С другой стороны, сам образ Вавилонской башни претерпевает в этой парадигме важную пространственную трансформацию, разрастаясь как вширь (например, у Борхеса), так и вглубь (например, у Кафки)[434].
Движение вглубь земли, вертикальное разрастание Вавилонской башни и у Платонова, и у Лебедева символически кодируют пространственную экспансию советской утопии (колонизация верхних и подземных измерений), которая, стремясь вырваться за границы любых пределов, нацелена на обеспечение прочного фундамента всем своим начинаниям и конструкциям. Но как мы помним, в тексте Платонова изначальная символика подобной пространственной модели кардинально деконструируется: идея общепролетарского дома «с корнем»[435] реализуется как бесконечно увеличивающаяся черная дыра в земле, которая становится в 1920–1930‐х годах, на пороге Большего террора, пространственной метафорой или символом бессмысленности и тщетности социалистической утопии.
Лебедев же, создающий текст метапамяти в посттоталитарную эпоху, идет дальше Платонова как в конструировании ключевой для своей мнемотопики пространственной метафоры, так и в ее реализации в конце романа. Карьер лагеря, черная яма, постоянно разрастающаяся, подобно платоновскому котловану, в «ширину и глубину» (246), иносказательно отсылает в лебедевском тексте к фундаменту тоталитарного проекта прежде всего как к механизму непрерывного физического уничтожения человека, которое становится возможным благодаря четко отлаженному и бесперебойному функционированию лагерной «машины»: «все труды людей уходили на то, чтобы собственной жизнью, старением мускулов, износом сердца умножать зияющую дыру в земле» (246). Черная же яма острова – предела забвения, в которую падает герой в конце своего инициационного пути, оказывается общей могилой, «укрепившей» телами жертв фундамент советского проекта.
Пространственная метафора реализуется, обнажая масштаб тоталитарной катастрофы, а прозревший истину «ясновидец памяти» из временной и пространственной дали, оказываясь в объятиях погибшего зэка и восстанавливая оборвавшуюся связь между живыми и мертвыми, обретает в конечном итоге право на свидетельство – на то, чтобы «самостоятельно вести свой рассказ».
«СЛОВНО ЭТО БЫЛА ИГРА»[436]
Исследователи редко идентифицируют неоромантизм как самодостаточную тенденцию в русской литературе ХX века, однако именно этой характеристикой обычно сопровождается творчество таких писателей, как Горький периода ранних рассказов, Бабель, Олеша, Паустовский, Грин, Каверин, Гайдар, Крапивин и ряд других[437]. Вопрос о неоромантической прозе заслуживает отдельного изучения, мы же сосредоточимся на неоромантической поэзии – а вернее, на том сплетении тропов и мотивов, которые образуют некую повторяющуюся «формулу» неоромантизма.

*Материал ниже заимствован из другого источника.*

//! Timed introduction of enemies, pickups, and bosses.

use hecs::World;
use rand::Rng;
use rand_chacha::ChaCha8Rng;

use neonfall_behavior::templates::{
    self, EnemyTemplate, ResourceTemplate,
};
use neonfall_core::components::{Collectible, Enemy, Payload};
use neonfall_core::constants::{ARENA_HEIGHT, ARENA_WIDTH, COLLECTIBLE_CAP};
use neonfall_core::enums::{BossKind, ItemKind, Mode, RogueDifficulty};
use neonfall_core::events::GameEvent;
use neonfall_core::table::WeightedTable;
use neonfall_core::types::{Position, SimTime};

use crate::effects::Effects;
use crate::player::RunState;
use crate::world_setup;

/// Spawn cadence timers, all advanced by delta.
#[derive(Debug, Clone, Default)]
pub struct SpawnState {
    pub enemy_timer: f32,
    pub collectible_timer: f32,
    pub item_timer: f32,
    /// Accumulates only while no boss is on the field.
    pub boss_timer: f32,
    pub boss_defeated: u32,
}

#[allow(clippy::too_many_arguments)]
pub fn run(
    world: &mut World,
    rng: &mut ChaCha8Rng,
    spawn: &mut SpawnState,
    enemy_table: &WeightedTable<EnemyTemplate>,
    resource_table: &WeightedTable<ResourceTemplate>,
    item_table: &WeightedTable<ItemKind>,
    mode: Mode,
    difficulty: RogueDifficulty,
    run: &RunState,
    time: &SimTime,
    fx: &mut Effects,
    events: &mut Vec<GameEvent>,
    delta: f32,
) {
    let boss_active = world
        .query_mut::<&Enemy>()
        .into_iter()
        .any(|(_, e)| e.boss.is_some() && e.hp > 0.0);

    if !boss_active {
        spawn.boss_timer += delta;
        maybe_spawn_boss(world, rng, spawn, mode, difficulty, run, time, fx, events);
    }

    match mode {
        Mode::Endless => {
            spawn.collectible_timer += delta;
            if spawn.collectible_timer >= 60.0 {
                spawn.collectible_timer = 0.0;
                spawn_resource(world, rng, resource_table, false);
            }
        }
        Mode::Rogue => {
            spawn.item_timer += delta;
            if spawn.item_timer >= difficulty.item_interval() {
                spawn.item_timer = 0.0;
                spawn_item(world, rng, item_table);
            }
        }
    }

    // A live boss owns the arena; the wave timer holds at zero.
    if boss_active {
        spawn.enemy_timer = 0.0;
        return;
    }
    spawn.enemy_timer += delta;
    let (interval, cap, hp_scale) = match mode {
        Mode::Endless => (
            templates::endless_spawn_interval(run.level),
            templates::endless_enemy_cap(run.level, run.enemy_cap_bonus),
            templates::endless_hp_scale(time.elapsed, run.level),
        ),
        Mode::Rogue => (
            templates::rogue_spawn_interval(time.elapsed),
            templates::rogue_enemy_cap(time.elapsed),
            templates::rogue_hp_scale(time.elapsed, difficulty),
        ),
    };
    if spawn.enemy_timer >= interval {
        spawn.enemy_timer = 0.0;
        let count = world.query_mut::<&Enemy>().into_iter().count();
        if count < cap {
            let template = *enemy_table.sample(rng);
            world_setup::spawn_enemy(world, rng, &template, hp_scale, mode);
        }
    }
}

#[allow(clippy::too_many_arguments)]
fn maybe_spawn_boss(
    world: &mut World,
    rng: &mut ChaCha8Rng,
    spawn: &mut SpawnState,
    mode: Mode,
    difficulty: RogueDifficulty,
    run: &RunState,
    time: &SimTime,
    fx: &mut Effects,
    events: &mut Vec<GameEvent>,
) {
    let (ready, cooldown) = match mode {
        Mode::Endless => (
            run.level >= 3,
            templates::endless_boss_cooldown(spawn.boss_defeated),
        ),
        Mode::Rogue => (
            time.elapsed >= 900.0,
            templates::rogue_boss_cooldown(spawn.boss_defeated),
        ),
    };
    if !ready || spawn.boss_timer < cooldown {
        return;
    }
    spawn.boss_timer = 0.0;
    let (kind, hp) = match mode {
        Mode::Endless => (
            if rng.gen_bool(0.5) {
                BossKind::Matriarch
            } else {
                BossKind::Warden
            },
            templates::endless_boss_hp(run.level, time.elapsed),
        ),
        Mode::Rogue => (
            BossKind::Matriarch,
            templates::rogue_boss_hp(difficulty, time.elapsed),
        ),
    };
    world_setup::spawn_boss(world, rng, kind, hp, mode);
    fx.banner("Boss Incoming", 240.0);
    fx.shake(14.0, 6.0);
    events.push(GameEvent::BossIncoming { kind });
}

fn field_position(rng: &mut ChaCha8Rng, padding: f32) -> Position {
    Position::new(
        rng.gen_range(padding..ARENA_WIDTH - padding),
        rng.gen_range(padding..ARENA_HEIGHT - padding),
    )
}

/// Spawns one endless-mode resource drop. Cap-exempt when `initial`
/// (the run starts with a few already on the field).
pub fn spawn_resource(
    world: &mut World,
    rng: &mut ChaCha8Rng,
    table: &WeightedTable<ResourceTemplate>,
    initial: bool,
) {
    if !initial && collectible_count(world) >= COLLECTIBLE_CAP {
        return;
    }
    let template = *table.sample(rng);
    let pos = field_position(rng, 50.0);
    world_setup::spawn_collectible(
        world,
        pos,
        template.radius,
        Payload::Resource {
            score: template.score,
            energy: template.energy,
            shield: template.shield,
            multiplier: template.multiplier,
            duration: template.duration,
        },
    );
}

fn spawn_item(world: &mut World, rng: &mut ChaCha8Rng, table: &WeightedTable<ItemKind>) {
    if collectible_count(world) >= COLLECTIBLE_CAP {
        return;
    }
    let kind = *table.sample(rng);
    let pos = field_position(rng, 45.0);
    world_setup::spawn_collectible(world, pos, 14.0, Payload::Power(kind));
}

fn collectible_count(world: &mut World) -> usize {
    world.query_mut::<&Collectible>().into_iter().count()
}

О поэзии неоромантизма еще в начале ХX века писал С. А. Венгеров – однако в его понимании под эту категорию подпадает фактически вся поэзия модернизма[438]. З. Г. Минц рассматривала неоромантизм как переходную форму между модернизмом и авангардом, лучше всего представленную Еленой Гуро[439]. В последнее время о неоромантизме много пишет К. Н. Анкудинов[440]. Однако в его представлениях неоромантизм неотличим от «классического» романтизма и, в сущности, сводится к наличию метафизического содержания[441]. По его логике, романтизм XIX века попросту продолжает существовать в ХХ и XXI веках. Нам такой подход представляется аисторическим. Мы рассматриваем неоромантизм как одну из форм модернизма, коренным образом отличную от романтизма XIX века.
Если же говорить собственно о поэтике неоромантизма, то комплекс свойственных ему тропов и мотивов объединяет писателей, которые принадлежали разным, порой противоборствующим группировкам, таким как акмеисты, «Серапионовы братья», имажинисты и т. д. Рожденный модернизмом и во многих случаях непосредственно вдохновленный такими разнородными фигурами, как Эдмон Ростан, Роберт Луис Стивенсон и Редьярд Киплинг, в русской поэзии воплощенный Николаем Гумилевым, а в популярной культуре – поэтом-исполнителем Александром Вертинским, с одной стороны, и Сергеем Есениным, с другой, этот эстетический дискурс был в то же время органично воспринят социалистическим реализмом. Такие поэты, как Михаил Светлов, Эдуард Багрицкий, Николай Тихонов, Владимир Луговской, Павел Коган, Константин Симонов, успешно вписали неоромантическую эстетику в рамки социалистического реализма.